__Problem__
For the entries below, state how many lines include the string "events", and write nothing besides that number.

__Recorded information__
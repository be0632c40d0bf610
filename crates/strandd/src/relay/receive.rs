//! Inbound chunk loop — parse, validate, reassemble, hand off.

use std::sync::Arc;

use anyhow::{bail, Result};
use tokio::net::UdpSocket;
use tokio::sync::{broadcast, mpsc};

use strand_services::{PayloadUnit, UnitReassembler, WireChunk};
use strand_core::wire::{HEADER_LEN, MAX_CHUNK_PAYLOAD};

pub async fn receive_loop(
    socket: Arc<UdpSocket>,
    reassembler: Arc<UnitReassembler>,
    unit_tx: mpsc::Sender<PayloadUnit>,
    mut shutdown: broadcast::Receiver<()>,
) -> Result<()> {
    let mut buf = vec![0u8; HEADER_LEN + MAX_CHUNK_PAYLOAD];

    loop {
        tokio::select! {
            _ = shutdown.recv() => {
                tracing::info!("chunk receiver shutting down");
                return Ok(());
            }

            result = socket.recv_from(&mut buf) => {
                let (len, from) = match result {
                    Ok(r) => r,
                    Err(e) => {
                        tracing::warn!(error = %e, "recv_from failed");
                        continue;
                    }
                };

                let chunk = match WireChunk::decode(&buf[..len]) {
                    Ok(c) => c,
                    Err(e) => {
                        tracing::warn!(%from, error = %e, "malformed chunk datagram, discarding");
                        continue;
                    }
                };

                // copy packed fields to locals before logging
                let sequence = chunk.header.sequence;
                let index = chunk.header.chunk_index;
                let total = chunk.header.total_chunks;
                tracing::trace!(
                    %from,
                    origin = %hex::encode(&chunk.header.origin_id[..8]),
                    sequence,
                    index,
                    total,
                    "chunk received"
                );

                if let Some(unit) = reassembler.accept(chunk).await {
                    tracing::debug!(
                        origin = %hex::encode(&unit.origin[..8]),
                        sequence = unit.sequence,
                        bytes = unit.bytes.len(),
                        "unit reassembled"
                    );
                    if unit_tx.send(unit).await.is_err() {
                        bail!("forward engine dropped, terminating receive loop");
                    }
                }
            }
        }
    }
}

--

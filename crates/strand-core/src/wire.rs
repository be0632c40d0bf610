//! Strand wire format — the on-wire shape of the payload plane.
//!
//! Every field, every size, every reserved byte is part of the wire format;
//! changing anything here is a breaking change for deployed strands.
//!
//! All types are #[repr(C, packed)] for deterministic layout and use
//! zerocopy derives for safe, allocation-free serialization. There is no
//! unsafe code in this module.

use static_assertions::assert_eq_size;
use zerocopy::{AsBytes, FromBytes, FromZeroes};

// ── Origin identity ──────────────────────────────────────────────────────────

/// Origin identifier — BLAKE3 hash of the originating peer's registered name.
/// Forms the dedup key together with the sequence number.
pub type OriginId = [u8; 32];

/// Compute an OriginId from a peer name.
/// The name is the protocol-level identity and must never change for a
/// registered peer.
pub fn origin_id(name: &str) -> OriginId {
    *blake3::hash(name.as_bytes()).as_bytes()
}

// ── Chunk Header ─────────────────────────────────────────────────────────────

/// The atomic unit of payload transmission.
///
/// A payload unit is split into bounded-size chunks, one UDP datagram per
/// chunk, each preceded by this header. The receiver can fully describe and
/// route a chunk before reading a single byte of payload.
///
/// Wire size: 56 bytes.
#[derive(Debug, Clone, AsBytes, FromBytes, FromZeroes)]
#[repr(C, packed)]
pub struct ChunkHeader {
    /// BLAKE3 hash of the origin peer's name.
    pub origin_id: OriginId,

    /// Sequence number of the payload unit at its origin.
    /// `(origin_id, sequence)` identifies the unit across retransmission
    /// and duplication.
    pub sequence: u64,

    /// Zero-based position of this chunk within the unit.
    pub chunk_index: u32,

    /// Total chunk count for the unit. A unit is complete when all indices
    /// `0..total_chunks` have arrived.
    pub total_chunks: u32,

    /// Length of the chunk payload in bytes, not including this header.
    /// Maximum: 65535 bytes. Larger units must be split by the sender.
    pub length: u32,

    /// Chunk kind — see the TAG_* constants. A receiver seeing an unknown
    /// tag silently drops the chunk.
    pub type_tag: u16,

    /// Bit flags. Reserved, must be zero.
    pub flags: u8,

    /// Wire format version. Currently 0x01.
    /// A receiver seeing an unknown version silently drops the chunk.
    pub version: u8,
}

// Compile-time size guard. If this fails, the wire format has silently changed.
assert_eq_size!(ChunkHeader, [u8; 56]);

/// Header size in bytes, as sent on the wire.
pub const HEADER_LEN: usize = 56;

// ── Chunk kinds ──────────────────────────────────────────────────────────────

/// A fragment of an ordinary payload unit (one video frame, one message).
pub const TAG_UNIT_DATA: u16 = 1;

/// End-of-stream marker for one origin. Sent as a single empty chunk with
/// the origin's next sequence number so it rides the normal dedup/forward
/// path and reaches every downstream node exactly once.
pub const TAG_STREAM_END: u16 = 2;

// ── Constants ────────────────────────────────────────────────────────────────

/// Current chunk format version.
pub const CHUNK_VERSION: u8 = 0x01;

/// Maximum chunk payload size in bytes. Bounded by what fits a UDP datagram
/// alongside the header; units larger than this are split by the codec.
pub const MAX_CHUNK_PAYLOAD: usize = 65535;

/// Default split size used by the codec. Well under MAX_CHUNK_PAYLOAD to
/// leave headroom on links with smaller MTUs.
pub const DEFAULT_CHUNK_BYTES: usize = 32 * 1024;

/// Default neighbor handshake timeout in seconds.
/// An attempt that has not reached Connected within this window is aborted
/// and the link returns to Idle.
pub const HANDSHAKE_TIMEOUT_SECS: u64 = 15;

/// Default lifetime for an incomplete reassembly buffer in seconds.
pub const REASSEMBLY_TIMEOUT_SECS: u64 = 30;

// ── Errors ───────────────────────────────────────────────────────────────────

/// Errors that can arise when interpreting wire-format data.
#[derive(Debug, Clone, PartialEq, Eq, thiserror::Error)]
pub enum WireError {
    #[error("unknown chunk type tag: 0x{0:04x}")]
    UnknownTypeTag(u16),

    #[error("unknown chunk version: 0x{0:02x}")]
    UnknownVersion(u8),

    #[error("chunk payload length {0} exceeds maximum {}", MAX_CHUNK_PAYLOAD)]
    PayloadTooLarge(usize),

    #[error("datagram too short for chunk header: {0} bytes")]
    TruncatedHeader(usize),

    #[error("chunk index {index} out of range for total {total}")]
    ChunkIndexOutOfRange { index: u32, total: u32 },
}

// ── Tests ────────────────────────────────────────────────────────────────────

--

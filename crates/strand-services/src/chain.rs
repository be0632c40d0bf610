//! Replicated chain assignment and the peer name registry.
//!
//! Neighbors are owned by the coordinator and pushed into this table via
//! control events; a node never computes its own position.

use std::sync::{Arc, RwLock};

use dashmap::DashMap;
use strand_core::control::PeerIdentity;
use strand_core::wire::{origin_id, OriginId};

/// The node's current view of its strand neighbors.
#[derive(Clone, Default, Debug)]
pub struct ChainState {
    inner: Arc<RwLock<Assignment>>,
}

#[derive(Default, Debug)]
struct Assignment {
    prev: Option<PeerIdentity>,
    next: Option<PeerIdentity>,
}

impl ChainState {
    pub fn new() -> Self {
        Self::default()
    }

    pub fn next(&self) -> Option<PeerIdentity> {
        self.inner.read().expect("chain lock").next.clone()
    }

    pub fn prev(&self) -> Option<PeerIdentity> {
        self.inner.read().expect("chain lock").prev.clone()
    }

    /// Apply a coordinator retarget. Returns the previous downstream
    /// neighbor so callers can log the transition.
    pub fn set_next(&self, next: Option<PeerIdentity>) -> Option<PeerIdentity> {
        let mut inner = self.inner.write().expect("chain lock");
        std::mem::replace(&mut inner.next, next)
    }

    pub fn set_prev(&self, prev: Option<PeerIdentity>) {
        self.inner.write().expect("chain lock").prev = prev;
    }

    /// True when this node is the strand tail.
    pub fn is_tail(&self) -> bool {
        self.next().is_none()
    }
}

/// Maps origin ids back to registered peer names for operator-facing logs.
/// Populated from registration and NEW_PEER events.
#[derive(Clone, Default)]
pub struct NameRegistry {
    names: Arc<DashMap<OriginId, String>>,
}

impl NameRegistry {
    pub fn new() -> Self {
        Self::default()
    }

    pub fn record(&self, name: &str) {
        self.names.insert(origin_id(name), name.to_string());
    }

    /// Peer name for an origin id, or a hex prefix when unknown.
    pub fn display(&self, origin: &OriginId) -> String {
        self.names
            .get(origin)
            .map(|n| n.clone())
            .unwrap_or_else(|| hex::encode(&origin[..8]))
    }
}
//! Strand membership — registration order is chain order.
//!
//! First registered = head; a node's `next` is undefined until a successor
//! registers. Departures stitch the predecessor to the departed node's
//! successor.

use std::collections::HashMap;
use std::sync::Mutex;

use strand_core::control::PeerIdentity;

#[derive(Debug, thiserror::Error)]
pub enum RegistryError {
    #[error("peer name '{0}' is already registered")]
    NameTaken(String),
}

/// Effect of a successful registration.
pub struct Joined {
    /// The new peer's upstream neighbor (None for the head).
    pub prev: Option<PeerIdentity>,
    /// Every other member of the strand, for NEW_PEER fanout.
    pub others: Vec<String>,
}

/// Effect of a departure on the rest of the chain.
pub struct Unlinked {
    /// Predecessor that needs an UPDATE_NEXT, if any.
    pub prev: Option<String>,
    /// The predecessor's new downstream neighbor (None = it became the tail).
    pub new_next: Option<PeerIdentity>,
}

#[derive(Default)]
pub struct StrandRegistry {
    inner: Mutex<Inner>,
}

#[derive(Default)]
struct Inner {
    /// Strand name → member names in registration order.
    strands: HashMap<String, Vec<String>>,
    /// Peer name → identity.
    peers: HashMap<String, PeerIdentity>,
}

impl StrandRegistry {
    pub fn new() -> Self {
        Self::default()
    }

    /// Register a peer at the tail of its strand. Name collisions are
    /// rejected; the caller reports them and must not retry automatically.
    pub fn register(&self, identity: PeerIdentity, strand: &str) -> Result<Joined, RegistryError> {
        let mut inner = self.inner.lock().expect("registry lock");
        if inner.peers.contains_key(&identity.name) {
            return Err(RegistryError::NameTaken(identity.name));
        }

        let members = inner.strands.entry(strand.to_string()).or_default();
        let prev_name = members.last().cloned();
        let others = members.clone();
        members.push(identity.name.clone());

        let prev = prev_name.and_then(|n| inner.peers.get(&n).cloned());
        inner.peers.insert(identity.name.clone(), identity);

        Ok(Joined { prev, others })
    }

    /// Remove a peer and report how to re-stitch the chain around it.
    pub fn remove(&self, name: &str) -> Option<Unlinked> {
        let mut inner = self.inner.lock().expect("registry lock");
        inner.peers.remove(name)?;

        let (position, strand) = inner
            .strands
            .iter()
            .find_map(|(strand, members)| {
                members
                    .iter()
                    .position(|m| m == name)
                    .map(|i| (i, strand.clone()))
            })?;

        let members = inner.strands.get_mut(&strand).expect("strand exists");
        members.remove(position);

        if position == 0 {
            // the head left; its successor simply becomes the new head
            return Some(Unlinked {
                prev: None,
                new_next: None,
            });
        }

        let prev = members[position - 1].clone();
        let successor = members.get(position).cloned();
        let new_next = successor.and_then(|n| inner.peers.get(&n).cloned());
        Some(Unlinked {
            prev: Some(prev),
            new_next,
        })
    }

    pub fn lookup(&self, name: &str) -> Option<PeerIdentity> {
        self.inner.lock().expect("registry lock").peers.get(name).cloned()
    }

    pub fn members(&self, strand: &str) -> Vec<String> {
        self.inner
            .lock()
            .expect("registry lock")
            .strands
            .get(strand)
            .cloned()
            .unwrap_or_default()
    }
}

__Your response__
2